House (5.20) – Simple Explanation

house1Primeiro tenho de pedir desculpa do atraso do review de House. As férias da Páscoa foram mais para descansar do que para ver episódios, por isso os reviews também ficaram para trás.E se estava entusiasmado para ver os episódios que ficaram pendurados, ao ver o de House fiquei desiludido. Que episódio foi este? A FOX prometeu muito mas ao ver este episódio revejo os tempos em que House andou em baixo durante a temporada. Foi um mau episódio.

Começando por Kutner. Kal Penn trocou House pela White House (como dizia o Público no outro dia) para trabalhar com Obama, e deixou a equipa de argumentistas com o problema para resolver. Solução mais fácil não haveria: “Vamos matar o homem”. Se pretendiam que fosse explosivo não o foi, se pretendiam que fosse fantástico, não o conseguiram. Surpreendente não era difícil, mas podiam ter-se despedido do indiano de outra maneira. Cai em saco roto a tentativa de entusiasmar. Primeiro porque o actor já não aparece, parecendo que isto foi feito a pressa (a entrevista dada pelos produtores não dá essa noção, afirmando eles que já tinham pensado dar umas “férias” a Kal Penn).

A cena do casal Foreman/Thirteen encontrarem o corpo, mas nunca mostrar a cara, faz-me lembrar a cena da Sarah em Prison Break. Obama necessitava tanto do actor era? Ou o dinheiro em tempo de crise é tão pouco que nem dava para ver a cara do rapaz mais uma vez? Agora que Kutner se foi vê-se que ele não é importante para a série. Nunca assentou raízes pela sala de diagnósticos, ninguém lhe conhecia a verdadeira face. Durante o episódio só foi notório que Kutner não estava presente por causa das reacções que o suicídio causou nas outras personagens. De resto não foi notória a sua falta, ficando visto que esta nova (?) equipa ainda não entrou na cabeça dos espectadores e não deixará saudades.

Para além disso foi o menos explorado das novas personagens, o que leva a equipa notar que pouco ou nada conheciam da verdadeira realidade onde vivia a personagem de Kal Penn. E foi um episódio que se desenvolveu a partir daqui. House a perguntar o que teria acontecido e o que poderia ter feito para contrariar, não conseguindo descobrir a resposta, Foreman e Thirteen ainda se juntam mais na tristeza, Taub chora a perda e sente alguma culpa pelo seu último acto (este último também é daqueles que me parece com os dias contados e que no final de temporada o despedimento (ou melhor, a demissão) é o mais certo para ele). É isso que se tira de um suicídio inesperado. Enterra-se o morto e vê-se as reacções dos vivos.

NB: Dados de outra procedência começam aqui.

//! Issue directory writer: article files and the `contents.json` manifest.

use std::path::{Path, PathBuf};

use chrono::NaiveDate;
use sha2::{Digest, Sha256};
use tracing::{debug, info, instrument};

use broadsheet_shared::{BroadsheetError, IssueManifest, MANIFEST_FILE_NAME, Result};

/// Longest file name produced from an id unchanged.
const MAX_FILENAME_BYTES: usize = 200;

/// Bytes of sanitized id kept in a hashed file name.
const HASHED_PREFIX_BYTES: usize = 64;

/// Hex digits of the id hash in a hashed file name.
const HASH_HEX_DIGITS: usize = 16;

/// Date format of issue directory names.
pub const ISSUE_DIR_FORMAT: &str = "%Y-%m-%d";

/// Deterministic file name for an article id.
///
/// Simple ids (`[a-z0-9-/]`) map to the id with `/` replaced by `_`. Anything
/// else, or anything too long, becomes a sanitized prefix plus a hash.
pub fn article_filename(id: &str) -> String {
    let simple = !id.is_empty()
        && id
            .bytes()
            .all(|b| b.is_ascii_lowercase() || b.is_ascii_digit() || b == b'-' || b == b'/');

    if simple {
        let plain = format!("{}.html", id.replace('/', "_"));
        if plain.len() <= MAX_FILENAME_BYTES {
            return plain;
        }
    }

    let digest = format!("{:x}", Sha256::digest(id.as_bytes()));
    format!(
        "{}-{}.html",
        sanitize_prefix(id),
        &digest[..HASH_HEX_DIGITS]
    )
}

fn sanitize_prefix(id: &str) -> String {
    let mut out = String::with_capacity(HASHED_PREFIX_BYTES);
    let mut prev_underscore = false;

    for ch in id.chars() {
        if out.len() >= HASHED_PREFIX_BYTES {
            break;
        }
        if ch.is_ascii_alphanumeric() || ch == '-' {
            out.push(ch.to_ascii_lowercase());
            prev_underscore = false;
        } else if !prev_underscore {
            out.push('_');
            prev_underscore = true;
        }
    }

    out.trim_matches('_').to_string()
}

/// Path of the directory for one issue.
pub fn issue_dir(archive_dir: &Path, date: NaiveDate) -> PathBuf {
    archive_dir.join(date.format(ISSUE_DIR_FORMAT).to_string())
}

/// Writes one issue's files into `{archive}/YYYY-MM-DD/`.
#[derive(Debug)]
pub struct IssueWriter {
    dir: PathBuf,
}

impl IssueWriter {
    /// Create (or reuse) the issue directory for `date`.
    pub fn create(archive_dir: &Path, date: NaiveDate) -> Result<Self> {
        let dir = issue_dir(archive_dir, date);
        std::fs::create_dir_all(&dir).map_err(|e| BroadsheetError::io(&dir, e))?;
        debug!(path = %dir.display(), "issue directory ready");
        Ok(Self { dir })
    }

    pub fn dir(&self) -> &Path {
        &self.dir
    }

    /// Write one rendered article.
    pub fn write_article(&self, filename: &str, html: &str) -> Result<PathBuf> {
        let path = self.dir.join(filename);
        std::fs::write(&path, html).map_err(|e| BroadsheetError::io(&path, e))?;
        debug!(file = %filename, size = html.len(), "wrote article");
        Ok(path)
    }

    /// Write `contents.json` atomically (temp file, then rename).
    #[instrument(skip_all, fields(dir = %self.dir.display()))]
    pub fn write_manifest(&self, manifest: &IssueManifest) -> Result<PathBuf> {
        let json = serde_json::to_string_pretty(manifest).map_err(|e| {
            BroadsheetError::validation(format!("manifest serialization failed: {e}"))
        })?;

        let target = self.dir.join(MANIFEST_FILE_NAME);
        let temp = self.dir.join(format!(".{MANIFEST_FILE_NAME}.tmp"));

        std::fs::write(&temp, &json).map_err(|e| BroadsheetError::io(&temp, e))?;
        std::fs::rename(&temp, &target).map_err(|e| BroadsheetError::io(&target, e))?;

        info!(
            books = manifest.books.len(),
            max_words = manifest.meta.max_words,
            "manifest written"
        );
        Ok(target)
    }
}

#[cfg(test)]
mod tests {
    use super::*;
    use broadsheet_shared::ManifestMeta;

    fn temp_dir() -> PathBuf {
        let dir = std::env::temp_dir().join(format!("bs-writer-test-{}", uuid::Uuid::now_v7()));
        std::fs::create_dir_all(&dir).unwrap();
        dir
    }

    #[test]
    fn simple_ids_map_directly() {
        assert_eq!(
            article_filename("world/2015/dec/14/paris-climate-deal"),
            "world_2015_dec_14_paris-climate-deal.html"
        );
    }

    #[test]
    fn unusual_ids_are_hashed() {
        let name = article_filename("World/2015/Dec/14/Café?x=1");
        assert!(name.starts_with("world_2015_dec_14_caf_x_1-"), "{name}");
        assert!(name.ends_with(".html"));
        // prefix + '-' + 16 hex + ".html"
        let hash = &name[name.len() - ".html".len() - HASH_HEX_DIGITS..name.len() - ".html".len()];
        assert!(hash.chars().all(|c| c.is_ascii_hexdigit()));

        assert_ne!(article_filename("a/b?c"), article_filename("a/b?d"));
        assert_eq!(article_filename("a/b?c"), article_filename("a/b?c"));
    }

    #[test]
    fn long_ids_are_hashed_and_bounded() {
        let id = format!("uk/{}", "a".repeat(300));
        let name = article_filename(&id);
        assert!(name.len() <= HASHED_PREFIX_BYTES + 1 + HASH_HEX_DIGITS + ".html".len());
        assert!(name.len() <= MAX_FILENAME_BYTES);
    }

    #[test]
    fn path_traversal_is_neutralized() {
        let name = article_filename("../../etc/passwd");
        assert!(!name.contains('/'));
        assert!(!name.starts_with('.'));
    }

    #[test]
    fn manifest_write_is_atomic_and_replaces() {
        let tmp = temp_dir();
        let date = NaiveDate::from_ymd_opt(2015, 12, 14).unwrap();
        let writer = IssueWriter::create(&tmp, date).unwrap();
        assert_eq!(writer.dir(), tmp.join("2015-12-14"));

        let mut manifest = IssueManifest {
            meta: ManifestMeta {
                max_words: 0,
                paper_name: "guardian".into(),
            },
            books: vec![],
        };
        writer.write_manifest(&manifest).unwrap();
        manifest.meta.max_words = 99;
        let path = writer.write_manifest(&manifest).unwrap();

        let written: IssueManifest =
            serde_json::from_str(&std::fs::read_to_string(&path).unwrap()).unwrap();
        assert_eq!(written.meta.max_words, 99);

        let leftovers: Vec<_> = std::fs::read_dir(writer.dir())
            .unwrap()
            .filter_map(|e| e.ok())
            .filter(|e| e.file_name().to_string_lossy().ends_with(".tmp"))
            .collect();
        assert!(leftovers.is_empty());

        let _ = std::fs::remove_dir_all(&tmp);
    }

    #[test]
    fn writes_article_file() {
        let tmp = temp_dir();
        let date = NaiveDate::from_ymd_opt(2015, 12, 14).unwrap();
        let writer = IssueWriter::create(&tmp, date).unwrap();

        let path = writer.write_article("uk_story.html", "<article></article>").unwrap();
        assert_eq!(std::fs::read_to_string(path).unwrap(), "<article></article>");

        let _ = std::fs::remove_dir_all(&tmp);
    }
}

Passando ao caso da semana. Se não tivesse o suicídio como pano de fundo seria um caso interessante de se ver, agora com o suicídio perdeu muito da importância que teria. Quase não se deu por ele apesar dos momentos em que deu sinais de vida significarem algo de interessante. Um casal de doentes entra no hospital, o marido com a sentença de morte e a mulher para ser curada. Reviravolta interessante, quando se descobre que o marido sobreviverá e que a mulher morre, após ter feito uma paragem no Rio de Janeiro quando toda a gente pensava que ela estaria Havai. Foi interessante ver o marido perdoar a mulher no final mas esta parte do episódio foi menosprezada por toda a gente da equipa.

Foi um episódio para acabar com uma personagem que estava quase acabada. Do suicídio fica as reacções, que prometem ter repercussões nos próximos episódios. E façam-me um favor. Ponham um final sem música. Já é muito visto.